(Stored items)
● ● ● ●

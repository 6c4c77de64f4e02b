//! Chain-specific types, unit conversions, and error definitions.

use alloy::primitives::utils::{format_ether, parse_ether};
use alloy::primitives::{Address, U256};
use chrono::{Local, TimeZone};
use serde::{Deserialize, Serialize};
use thiserror::Error;

/// Fixed gas limit for a plain value transfer (21000).
pub const TRANSFER_GAS_LIMIT: &str = "0x5208";

/// Errors that can occur at the wallet or contract boundary.
#[derive(Debug, Error)]
pub enum BlockchainError {
    /// RPC connection or request failed.
    #[error("RPC error: {0}")]
    Rpc(String),

    /// RPC request timed out.
    #[error("RPC timeout after {0} seconds")]
    Timeout(u64),

    /// Transaction was not confirmed within expected time.
    #[error("Transaction not confirmed after {0} seconds")]
    ConfirmationTimeout(u64),

    /// Transaction was reverted on-chain.
    #[error("Transaction reverted: {0}")]
    Reverted(String),

    /// The wallet refused the request (user rejection, locked account).
    #[error("Wallet error: {0}")]
    Wallet(String),

    /// A contract call could not be built, sent or decoded.
    #[error("Contract error: {0}")]
    Contract(String),

    /// A chain value could not be represented locally.
    #[error("Value out of range: {0}")]
    OutOfRange(String),
}

/// Result type for blockchain operations.
pub type BlockchainResult<T> = Result<T, BlockchainError>;

/// Transaction confirmation status.
#[derive(Debug, Clone, PartialEq, Eq)]
pub enum ConfirmationStatus {
    /// Transaction is confirmed with required block depth.
    Confirmed { block_number: u64 },
    /// Transaction failed or was dropped.
    Failed(String),
}

/// Value transfer handed to the wallet (`eth_sendTransaction` params).
#[derive(Debug, Clone, PartialEq, Eq, Serialize, Deserialize)]
pub struct WalletTransfer {
    pub from: Address,
    pub to: Address,
    /// Gas limit as a hex quantity.
    pub gas: String,
    /// Amount in base units, serialized as a hex quantity.
    pub value: U256,
}

impl WalletTransfer {
    /// Plain transfer with the fixed gas limit.
    pub fn new(from: Address, to: Address, value: U256) -> Self {
        Self {
            from,
            to,
            gas: TRANSFER_GAS_LIMIT.to_string(),
            value,
        }
    }
}

/// Arguments of the contract's record-keeping entry point.
#[derive(Debug, Clone, PartialEq, Eq)]
pub struct RecordEntry {
    pub receiver: Address,
    pub amount: U256,
    pub message: String,
    pub keyword: String,
}

/// A transfer as stored by the contract.
#[derive(Debug, Clone, PartialEq, Eq)]
pub struct ChainTransfer {
    pub sender: Address,
    pub receiver: Address,
    /// Fixed-point amount, 18 decimals.
    pub amount: U256,
    pub message: String,
    /// Unix seconds as reported by the chain.
    pub timestamp: U256,
    pub keyword: String,
}

/// Parse a decimal display amount (e.g. `"0.05"`) into base units.
pub fn parse_amount(amount: &str) -> BlockchainResult<U256> {
    let trimmed = amount.trim();
    if trimmed.is_empty() {
        return Err(BlockchainError::OutOfRange("amount is empty".to_string()));
    }
    parse_ether(trimmed)
        .map_err(|e| BlockchainError::OutOfRange(format!("invalid amount '{}': {}", amount, e)))
}

/// Convert a fixed-point 18-decimal amount into a display number.
pub fn amount_to_display(amount: U256) -> f64 {
    // format_ether always yields a plain decimal string
    format_ether(amount).parse().unwrap_or_default()
}

/// Render chain seconds as a local date-time string.
pub fn format_timestamp(timestamp: U256) -> BlockchainResult<String> {
    let secs = i64::try_from(timestamp)
        .map_err(|_| BlockchainError::OutOfRange(format!("timestamp {}", timestamp)))?;
    let local = Local
        .timestamp_opt(secs, 0)
        .single()
        .ok_or_else(|| BlockchainError::OutOfRange(format!("timestamp {}", secs)))?;
    Ok(local.format("%-m/%-d/%Y, %-I:%M:%S %p").to_string())
}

● ● ● ●

→ Exercise description
Considering each line of the records on its own, count those that contain "into" and give only that number.

→ Worked solution
2